見ているだけでも、同じ痛みを感じることがある

 冒頭で紹介した“共感疲労”には、この性質が関連しているのではないかと考えられています。共感疲労も生活習慣病と同じく、進化の過程で人間が手に入れた強みが、社会の変化によって裏目に出てしまった例なのかもしれませんね。

社会の中で生きる、第3巻「みんなと」

 第3巻のテーマは「みんなと」です。私たち人間には無意識のうちに他者の痛みや感情を取り込むしくみがあることが分かりましたが、さらに視野を広げて「みんな」、つまり社会全体に目を向けてみましょう。大きな社会を築く人間ならではの特徴を、“協力”“言語と記憶”“社会的ジレンマ”という3つのキーワードでひも解きます。

 例えば、“協力”というボタンを押すと・・・

第3巻「みんなと –社会の中で生きる-」

 1人の少女が、高い木になるリンゴを眺めています。どうやらあのリンゴが欲しいみたい。
 でも、少女の身長じゃあ手を伸ばしても届かないなあ・・・すると、通りがかった人々が、ホウキでつついたり、はしごに登ったりして、彼女を手伝ってくれました。
 みんなの協力のおかげで、少女はリンゴを手に入れることが出来たようです。

通りがかった人がはしごを持ってきてくれた

 通行人は少女に協力しても、直接のメリットはないように思われますが、どうしてそんな行動を取ったのでしょうか。
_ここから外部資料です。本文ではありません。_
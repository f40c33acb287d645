use std::sync::Arc;

use crate::embedding::EmbeddingClient;
use crate::error::{Result, ServiceError};
use crate::model::RetrievalResult;
use crate::store::{rank, VectorStore};

/// Question in, nearest reference records out.
pub struct Retriever {
  embedder: Arc<EmbeddingClient>,
  store: Arc<dyn VectorStore>,
  min_similarity: Option<f32>,
}

impl Retriever {
  pub fn new(embedder: Arc<EmbeddingClient>, store: Arc<dyn VectorStore>) -> Self {
    Self { embedder, store, min_similarity: None }
  }

  /// Drop results scoring below `threshold`.
  pub fn with_min_similarity(mut self, threshold: Option<f32>) -> Self {
    self.min_similarity = threshold;
    self
  }

  /// At most `top_k` records, most similar first. Errors from the embedder or
  /// the store are returned unchanged.
  pub async fn retrieve(&self, question: &str, top_k: usize) -> Result<RetrievalResult> {
    if top_k == 0 {
      return Err(ServiceError::validation("top_k must be at least 1"));
    }

    let vector = self.embedder.embed(question).await?;
    let mut results = self.store.query(&vector, top_k).await?;

    if let Some(threshold) = self.min_similarity {
      let before = results.len();
      results.retain(|result| result.score >= threshold);
      if results.len() < before {
        bentley::verbose!(
          "dropped {} results below similarity {threshold}",
          before - results.len()
        );
      }
    }

    rank(&mut results, top_k);
    bentley::verbose!("retrieved {} reference records", results.len());
    Ok(results)
  }
}
use assert_cmd::prelude::*;
use assert_fs::prelude::*;

use predicates::prelude::*;
use predicates::str::contains;
use serial_test::serial;
use std::process::Command;

use reasoning::model::{Provenance, ReasoningChain, Record};
use reasoning::store::{MemoryStore, VectorStore};

/// Helper to create a Command for the `reasoning` binary with a throwaway memory store
/// and no credentials.
fn reasoning_cmd(store_dir: &assert_fs::TempDir) -> Command {
  let mut cmd = Command::cargo_bin("reasoning").expect("binary exists");
  cmd
    .env("REASONING_STORE_BACKEND", "memory")
    .env("REASONING_STORE_PATH", store_dir.path())
    .env("REASONING_API_BASE_URL", "http://127.0.0.1:9")
    .env("NO_COLOR", "1")
    .env_remove("REASONING_CONFIG")
    .env_remove("RUST_LOG")
    .env_remove("REASONING_API_KEY")
    .env_remove("DASHSCOPE_API_KEY")
    .env_remove("OPENAI_API_KEY");
  cmd
}

const CHAIN_LINE: &str = r#"{"paper_id": "W1", "title": "Stress and neurogenesis", "problem_decomposition": "p", "data": "d", "method": "m", "conclusion": "c"}"#;

#[test]
#[serial]
fn test_help_lists_commands() {
  let temp = assert_fs::TempDir::new().unwrap();

  reasoning_cmd(&temp)
    .arg("--help")
    .assert()
    .success()
    .stdout(contains("generate").and(contains("index")).and(contains("count")));
}

#[test]
#[serial]
fn test_count_on_empty_store() {
  let temp = assert_fs::TempDir::new().unwrap();

  reasoning_cmd(&temp).arg("count").assert().success().stdout("0\n");
}

#[test]
#[serial]
fn test_generate_without_api_key_reports_auth_error() {
  let temp = assert_fs::TempDir::new().unwrap();

  reasoning_cmd(&temp)
    .args(["generate", "How does chronic stress affect hippocampal neurogenesis?", "--json"])
    .assert()
    .failure()
    .code(1)
    .stdout(
      contains(r#""status": "error""#)
        .and(contains(r#""error_kind": "auth_error""#))
        .and(contains(r#""stage": "retrieving""#)),
    );
}

#[test]
#[serial]
fn test_generate_failure_is_rendered_for_humans() {
  let temp = assert_fs::TempDir::new().unwrap();

  reasoning_cmd(&temp)
    .args(["generate", "Does sleep consolidate memory?"])
    .assert()
    .failure()
    .stderr(contains("Generation failed while retrieving").and(contains("auth_error")));
}

#[test]
#[serial]
fn test_interactive_session_answers_until_quit() {
  let temp = assert_fs::TempDir::new().unwrap();

  assert_cmd::Command::from_std(reasoning_cmd(&temp))
    .args(["generate", "--interactive", "--json"])
    .write_stdin("Does sleep consolidate memory?\n\nquit\nHow does dopamine encode reward?\n")
    .assert()
    .success()
    .stdout(contains(r#""error_kind": "auth_error""#).count(1))
    .stderr(contains("questions asked this session: 1"));
}

#[test]
#[serial]
fn test_interactive_session_ends_at_end_of_input() {
  let temp = assert_fs::TempDir::new().unwrap();

  assert_cmd::Command::from_std(reasoning_cmd(&temp))
    .args(["generate", "-i"])
    .write_stdin("Does sleep consolidate memory?\nHow does dopamine encode reward?")
    .assert()
    .success()
    .stderr(contains("Generation failed while retrieving").count(2));
}

#[test]
#[serial]
fn test_generate_needs_question_or_interactive() {
  let temp = assert_fs::TempDir::new().unwrap();

  reasoning_cmd(&temp).arg("generate").assert().failure().code(2);
}

#[test]
#[serial]
fn test_generate_rejects_out_of_range_temperature() {
  let temp = assert_fs::TempDir::new().unwrap();

  reasoning_cmd(&temp)
    .args(["generate", "Does sleep consolidate memory?", "--temperature", "1.5"])
    .assert()
    .failure()
    .stderr(contains("temperature must be within [0, 1]"));
}

#[test]
#[serial]
fn test_index_missing_corpus_fails() {
  let temp = assert_fs::TempDir::new().unwrap();

  reasoning_cmd(&temp)
    .args(["index", "does-not-exist.jsonl"])
    .assert()
    .failure()
    .stderr(contains("cannot open"));
}

#[test]
#[serial]
fn test_index_reports_malformed_line() {
  let temp = assert_fs::TempDir::new().unwrap();
  let corpus = temp.child("corpus.jsonl");
  corpus.write_str(&format!("{CHAIN_LINE}\nnot json\n")).unwrap();

  reasoning_cmd(&temp)
    .args(["index"])
    .arg(corpus.path())
    .assert()
    .failure()
    .stderr(contains("line 2"));
}

#[test]
#[serial]
fn test_index_without_api_key_stores_nothing() {
  let temp = assert_fs::TempDir::new().unwrap();
  let corpus = temp.child("corpus.jsonl");
  corpus.write_str(&format!("{CHAIN_LINE}\n")).unwrap();

  reasoning_cmd(&temp)
    .args(["index"])
    .arg(corpus.path())
    .assert()
    .failure()
    .stderr(contains("authentication failed"));

  reasoning_cmd(&temp).arg("count").assert().success().stdout("0\n");
}

/// Write a one-record store where the memory backend looks for it.
fn seed_store(store_dir: &assert_fs::TempDir) {
  let runtime = tokio::runtime::Runtime::new().unwrap();
  runtime.block_on(async {
    let mut store = MemoryStore::open(store_dir.path().join("neuroscience.json")).unwrap();
    let record = Record {
      id: "W0".to_string(),
      summary_text: Record::summary_for("Existing study", "p"),
      full_payload: ReasoningChain {
        problem_decomposition: "p".to_string(),
        data: "d".to_string(),
        method: "m".to_string(),
        conclusion: "c".to_string(),
      },
      provenance: Provenance { title: "Existing study".to_string(), ..Provenance::default() },
    };
    store.upsert(vec![1.0, 0.0], record).await.unwrap();
    store.persist().await.unwrap();
  });
}

#[test]
#[serial]
fn test_failed_reset_keeps_existing_store() {
  let temp = assert_fs::TempDir::new().unwrap();
  seed_store(&temp);
  let corpus = temp.child("corpus.jsonl");
  corpus.write_str(&format!("{CHAIN_LINE}\n")).unwrap();

  reasoning_cmd(&temp).arg("count").assert().success().stdout("1\n");

  reasoning_cmd(&temp)
    .args(["index", "--reset"])
    .arg(corpus.path())
    .assert()
    .failure()
    .stderr(contains("authentication failed"));

  reasoning_cmd(&temp).arg("count").assert().success().stdout("1\n");
}

#[test]
#[serial]
fn test_malformed_config_file_is_rejected() {
  let temp = assert_fs::TempDir::new().unwrap();
  let config = temp.child("config.yaml");
  config.write_str("temperature: [not, a, number]\n").unwrap();

  reasoning_cmd(&temp).arg("--config").arg(config.path()).arg("count").assert().failure();
}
このような自発的な手助け は人間に特徴的な行動と言われています。一見利益がないようにみえる行為が巡り巡って自分の生存に有利な利益をもたらすことがあったため、その性質が進化の過程で受け継がれてきたのではないかと考えられています。
 少女が、あなたの手助けで手に入れたリンゴを分けてくれる以外にも、一連の出来事を見ていた大富豪が手助けをするあなたの姿に 一目ぼれしてくれるとかも、ひょっとしたらあるかもしれませんよね。

未来をつくりだすちから、第4巻「きみとの未来」

 これまで、人間に備わったさまざまな仕組みを見てきましたが、最後の第4巻のテーマは、「きみとの未来」です。
 ここからは、あなたの物語です。あなたと、あなたを囲む様々な人々の顔を、絵本の中に送り出してみましょう。

第4巻「きみとの未来 –未来をつくりだすちから-」

 これらの仕組みは、社会や技術の変化によって少しずつ変わっていくかもしれません。例えば、SNSなどのオンライン上のコミュニケーションがどんどん発展し、多くの人が外に出歩かなくても生活できるようになったとしたら、道端でリンゴをとってあげるという手助けをしても、誰かに目撃してもらうことは期待できません。そのことをSNSなどで世界にアピールしなければ、自分に利益が巡ってこなくなるかもしれません。さらには、先ほど取り上げた生活習慣病や共感疲労などの例も、未来では形を変えているかもしれません。

 未来のあなたは、誰とどんな関係を築きたいですか、そのとき社会はどうなっているでしょうか。正解はありません、まわりを見わたして想像し考えたことを、ぜひフロアにいる科学コミュニケーターに教えて下さい!